╭─ Supplied data

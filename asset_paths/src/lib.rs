//! # Asset Paths
//!
//! Portable path handling for game assets. Asset names are authored on a
//! case-insensitive filesystem, so a name like `Data/TileSets` may exist on disk
//! as `data/tilesets`. This crate resolves such names deterministically by
//! scanning directories instead of relying on filesystem semantics.
//!
//! ## Components
//!
//! - **path_tools**: Pure path string helpers (joining, parent paths, extra data dir)
//! - **case_lookup**: Case-insensitive directory lookup behind a listing primitive

pub mod case_lookup;
pub mod path_tools;

pub use case_lookup::*;
pub use path_tools::*;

╰─

* _Exercise instructions_
Print the data above exactly as it reads.

* _Task solution_
filename asset_paths/src/lib.rs
//! # Asset Paths
//!
//! Portable path handling for game assets. Asset names are authored on a
//! case-insensitive filesystem, so a name like `Data/TileSets` may exist on disk
//! as `data/tilesets`. This crate resolves such names deterministically by
//! scanning directories instead of relying on filesystem semantics.
//!
//! ## Components
//!
//! - **path_tools**: Pure path string helpers (joining, parent paths, extra data dir)
//! - **case_lookup**: Case-insensitive directory lookup behind a listing primitive

pub mod case_lookup;
pub mod path_tools;

pub use case_lookup::*;
pub use path_tools::*;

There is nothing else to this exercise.